O governo federal decidiu retirar da pauta a proposta de regulamentação do trabalho por aplicativos, sem previsão para retomada das discussões. A informação foi confirmada pelo ministro das Relações Institucionais, José Guimarães, que citou a falta de consenso no Congresso.
Segundo o ministro, divergências entre parlamentares e o próprio governo inviabilizaram o avanço do texto. “Não há acordo. O tema fica para depois”, afirmou.
A principal divergência gira em torno do valor do piso mínimo para entregadores. O relatório do deputado Augusto Coutinho prevê pagamento de R$ 8,50 por corrida, enquanto integrantes do governo defendem um valor de R$ 10.

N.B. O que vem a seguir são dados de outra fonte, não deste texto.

// SPDX-FileCopyrightText: 2026 Mattia Egloff <mattia.egloff@pm.me>
//
// SPDX-License-Identifier: GPL-3.0-or-later

//! Tests for the sync gate state machine.

mod common;

use std::sync::Arc;
use std::time::Duration;

use common::*;
use time::macros::datetime;
use trialsync_core::gate::{GateError, GateState, SyncGate};
use trialsync_core::network::EnrollmentStatus;
use trialsync_core::storage::{SharedStorage, Storage};

fn test_gate() -> (SyncGate, SharedStorage) {
    let storage = Storage::in_memory().unwrap().shared();
    let gate = SyncGate::load(PATIENT, Arc::clone(&storage), test_clock()).unwrap();
    (gate, storage)
}

// === Transitions ===

#[test]
fn test_gate_starts_local_only() {
    let (gate, _) = test_gate();
    assert_eq!(gate.state(), GateState::LocalOnly);
    assert!(gate.transmission_permit().is_none());
}

#[test]
fn test_forward_transitions() {
    let (gate, _) = test_gate();

    assert_eq!(
        gate.submit_gating_questionnaire().unwrap(),
        GateState::PendingApproval
    );
    assert!(gate.transmission_permit().is_none());

    let approved_at = datetime!(2026-01-05 15:00 UTC);
    assert_eq!(gate.approve(approved_at).unwrap(), GateState::Approved);
    assert_eq!(gate.approved_at(), Some(approved_at));

    let permit = gate.transmission_permit().unwrap();
    assert_eq!(permit.patient_id(), PATIENT);
}

#[test]
fn test_approval_requires_questionnaire() {
    let (gate, _) = test_gate();

    let err = gate.approve(datetime!(2026-01-05 15:00 UTC)).unwrap_err();
    assert!(matches!(
        err,
        GateError::IllegalTransition {
            from: GateState::LocalOnly,
            to: GateState::Approved
        }
    ));
    assert_eq!(gate.state(), GateState::LocalOnly);
}

#[test]
fn test_no_regression_after_approval() {
    let (gate, _) = test_gate();
    gate.submit_gating_questionnaire().unwrap();
    gate.approve(datetime!(2026-01-05 15:00 UTC)).unwrap();

    assert!(matches!(
        gate.submit_gating_questionnaire(),
        Err(GateError::IllegalTransition { .. })
    ));
    assert_eq!(gate.state(), GateState::Approved);
}

#[test]
fn test_repeated_approval_keeps_first_timestamp() {
    let (gate, _) = test_gate();
    gate.submit_gating_questionnaire().unwrap();
    gate.approve(datetime!(2026-01-05 15:00 UTC)).unwrap();

    assert_eq!(
        gate.approve(datetime!(2026-01-06 09:00 UTC)).unwrap(),
        GateState::Approved
    );
    assert_eq!(gate.approved_at(), Some(datetime!(2026-01-05 15:00 UTC)));
}

// === Persistence ===

#[test]
fn test_gate_state_survives_reload() {
    let (gate, storage) = test_gate();
    gate.submit_gating_questionnaire().unwrap();
    gate.approve(datetime!(2026-01-05 15:00 UTC)).unwrap();
    drop(gate);

    let reloaded = SyncGate::load(PATIENT, storage, test_clock()).unwrap();
    assert_eq!(reloaded.state(), GateState::Approved);
    assert_eq!(reloaded.approved_at(), Some(datetime!(2026-01-05 15:00 UTC)));
}

#[test]
fn test_gates_are_per_patient() {
    let (gate, storage) = test_gate();
    gate.submit_gating_questionnaire().unwrap();

    let other = SyncGate::load(OTHER_PATIENT, storage, test_clock()).unwrap();
    assert_eq!(other.state(), GateState::LocalOnly);
}

// === Enrollment Status ===

#[test]
fn test_enrollment_status_applies_only_when_pending() {
    let (gate, _) = test_gate();
    let status = EnrollmentStatus {
        patient_id: PATIENT.into(),
        study_start_approved_at: Some(datetime!(2026-01-05 15:00 UTC)),
    };

    assert_eq!(
        gate.apply_enrollment_status(&status).unwrap(),
        GateState::LocalOnly
    );

    gate.submit_gating_questionnaire().unwrap();
    assert_eq!(
        gate.apply_enrollment_status(&status).unwrap(),
        GateState::Approved
    );
}

#[test]
fn test_unapproved_enrollment_status_is_noop() {
    let (gate, _) = test_gate();
    gate.submit_gating_questionnaire().unwrap();

    let status = EnrollmentStatus {
        patient_id: PATIENT.into(),
        study_start_approved_at: None,
    };
    assert_eq!(
        gate.apply_enrollment_status(&status).unwrap(),
        GateState::PendingApproval
    );
}

// === Notification ===

#[tokio::test]
async fn test_subscribers_see_transitions() {
    let (gate, _) = test_gate();
    let mut rx = gate.subscribe();

    gate.submit_gating_questionnaire().unwrap();
    rx.changed().await.unwrap();
    assert_eq!(*rx.borrow(), GateState::PendingApproval);
}

#[tokio::test]
async fn test_wait_until_approved_wakes_on_approval() {
    let (gate, _) = test_gate();
    let gate = Arc::new(gate);
    gate.submit_gating_questionnaire().unwrap();

    let waiter = {
        let gate = Arc::clone(&gate);
        tokio::spawn(async move { gate.wait_until_approved().await })
    };

    tokio::time::sleep(Duration::from_millis(20)).await;
    assert!(!waiter.is_finished());

    gate.approve(datetime!(2026-01-05 15:00 UTC)).unwrap();
    let permit = tokio::time::timeout(Duration::from_secs(5), waiter)
        .await
        .unwrap()
        .unwrap();
    assert_eq!(permit.patient_id(), PATIENT);
}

Diante do impasse, o governo passou a atuar contra o texto na Câmara dos Deputados, o que levou ao adiamento da votação na comissão especial.

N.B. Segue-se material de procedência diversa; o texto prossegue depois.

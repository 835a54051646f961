// SPDX-FileCopyrightText: 2026 Mattia Egloff <mattia.egloff@pm.me>
//
// SPDX-License-Identifier: GPL-3.0-or-later

//! Database Schema Migration Framework
//!
//! Versioned schema migrations with transactional safety. Each migration has
//! a version number, a name, and either SQL or a Rust callback. The runner
//! tracks applied versions in a `schema_version` table and runs pending
//! migrations in order within a single transaction.

use rusqlite::Connection;
use time::OffsetDateTime;

use super::StorageError;

/// A single schema migration step.
pub struct Migration {
    /// Monotonically increasing version number (starting at 1).
    pub version: u32,
    /// Human-readable name for this migration.
    pub name: &'static str,
    /// The migration action: either SQL or a Rust callback.
    pub action: MigrationAction,
}

/// The action a migration performs.
pub enum MigrationAction {
    /// Pure SQL migration.
    Sql(&'static str),
    /// Rust callback migration, for data transformations SQL cannot express.
    Callback(fn(&Connection) -> Result<(), StorageError>),
}

/// Runs schema migrations against a database connection.
pub struct MigrationRunner;

impl MigrationRunner {
    /// Runs all pending migrations in a transaction.
    ///
    /// Creates the `schema_version` table if it doesn't exist, then applies
    /// any migrations whose version is greater than the current schema version.
    /// If any migration fails, all changes are rolled back.
    pub fn run(conn: &Connection, migrations: &[Migration]) -> Result<(), StorageError> {
        conn.execute_batch(
            "CREATE TABLE IF NOT EXISTS schema_version (
                version INTEGER PRIMARY KEY,
                applied_at INTEGER NOT NULL
            );",
        )?;

        let current_version = Self::current_version(conn)?;

        let pending: Vec<&Migration> = migrations
            .iter()
            .filter(|m| m.version > current_version)
            .collect();

        if pending.is_empty() {
            return Ok(());
        }

        for window in pending.windows(2) {
            if window[0].version >= window[1].version {
                return Err(StorageError::Migration(format!(
                    "Migrations are not in order: v{} before v{}",
                    window[0].version, window[1].version
                )));
            }
        }

        conn.execute_batch("BEGIN EXCLUSIVE TRANSACTION;")?;

        for migration in &pending {
            let outcome = match &migration.action {
                MigrationAction::Sql(sql) => conn
                    .execute_batch(sql)
                    .map_err(|e| format!("Migration v{} '{}' failed: {}", migration.version, migration.name, e)),
                MigrationAction::Callback(cb) => cb(conn).map_err(|e| {
                    format!(
                        "Migration v{} '{}' callback failed: {}",
                        migration.version, migration.name, e
                    )
                }),
            };

            if let Err(message) = outcome {
                conn.execute_batch("ROLLBACK;")?;
                return Err(StorageError::Migration(message));
            }

            let now = OffsetDateTime::now_utc().unix_timestamp();
            if let Err(e) = conn.execute(
                "INSERT INTO schema_version (version, applied_at) VALUES (?1, ?2)",
                rusqlite::params![migration.version, now],
            ) {
                conn.execute_batch("ROLLBACK;")?;
                return Err(StorageError::Migration(format!(
                    "Failed to record migration v{}: {}",
                    migration.version, e
                )));
            }
        }

        conn.execute_batch("COMMIT;")?;
        Ok(())
    }

    /// Returns the current schema version, or 0 if no migrations have been applied.
    pub fn current_version(conn: &Connection) -> Result<u32, StorageError> {
        let table_exists: bool = conn.query_row(
            "SELECT COUNT(*) > 0 FROM sqlite_master WHERE type='table' AND name='schema_version'",
            [],
            |row| row.get(0),
        )?;

        if !table_exists {
            return Ok(0);
        }

        let version: Option<u32> =
            conn.query_row("SELECT MAX(version) FROM schema_version", [], |row| {
                row.get(0)
            })?;

        Ok(version.unwrap_or(0))
    }
}

/// Returns all registered migrations in version order.
///
/// This is the single source of truth for the database schema.
/// New migrations are appended to the end of this list.
pub fn all_migrations() -> Vec<Migration> {
    vec![
        Migration {
            version: 1,
            name: "event_log",
            action: MigrationAction::Sql(MIGRATION_V1_EVENT_LOG),
        },
        Migration {
            version: 2,
            name: "sync_gate",
            action: MigrationAction::Sql(MIGRATION_V2_SYNC_GATE),
        },
    ]
}

/// Migration v1: append-only event log and its sync bookkeeping.
const MIGRATION_V1_EVENT_LOG: &str = "
    CREATE TABLE IF NOT EXISTS events (
        sequence INTEGER PRIMARY KEY,
        id TEXT NOT NULL UNIQUE,
        patient_id TEXT NOT NULL,
        device_id TEXT NOT NULL,
        event_type TEXT NOT NULL,
        start_at INTEGER NOT NULL,
        end_at INTEGER,
        utc_offset INTEGER NOT NULL,
        local_date TEXT NOT NULL,
        severity INTEGER CHECK (severity IS NULL OR severity BETWEEN 1 AND 6),
        notes TEXT,
        supersedes TEXT REFERENCES events(id),
        recorded_at INTEGER NOT NULL,
        duration_minutes INTEGER CHECK (duration_minutes IS NULL OR duration_minutes > 0),
        CHECK (end_at IS NULL OR end_at > start_at),
        CHECK (supersedes IS NULL OR supersedes <> id)
    );

    CREATE INDEX IF NOT EXISTS idx_events_patient_day ON events(patient_id, local_date);
    CREATE INDEX IF NOT EXISTS idx_events_start ON events(start_at, sequence);
    CREATE INDEX IF NOT EXISTS idx_events_patient_start ON events(patient_id, start_at);
    CREATE UNIQUE INDEX IF NOT EXISTS idx_events_supersedes ON events(supersedes)
        WHERE supersedes IS NOT NULL;

    CREATE TRIGGER IF NOT EXISTS events_no_update BEFORE UPDATE ON events
    BEGIN
        SELECT RAISE(ABORT, 'events are append-only');
    END;

    CREATE TRIGGER IF NOT EXISTS events_no_delete BEFORE DELETE ON events
    BEGIN
        SELECT RAISE(ABORT, 'events are append-only');
    END;

    CREATE TABLE IF NOT EXISTS event_sync (
        event_id TEXT PRIMARY KEY REFERENCES events(id),
        status TEXT NOT NULL DEFAULT 'pending',
        attempts INTEGER NOT NULL DEFAULT 0,
        last_attempt_at INTEGER,
        last_error TEXT,
        next_attempt_at INTEGER,
        stalled INTEGER NOT NULL DEFAULT 0
    );

    CREATE INDEX IF NOT EXISTS idx_event_sync_status ON event_sync(status, stalled, next_attempt_at);
";

/// Migration v2: per-patient sync gate.
const MIGRATION_V2_SYNC_GATE: &str = "
    CREATE TABLE IF NOT EXISTS sync_gate (
        patient_id TEXT PRIMARY KEY,
        state TEXT NOT NULL,
        questionnaire_submitted_at INTEGER,
        approved_at INTEGER,
        updated_at INTEGER NOT NULL
    );
";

A discussão também gerou reação da categoria. No Rio de Janeiro, mais de 400 motoristas e entregadores participaram de um protesto nesta terça-feira (14/04), contra o projeto que tramita no Congresso.
A mobilização faz parte de um movimento nacional contrário ao projeto de lei, que também prevê contribuição previdenciária obrigatória e taxa cobrada pelas plataformas sobre as corridas. Ainda não há nova data para votação da proposta.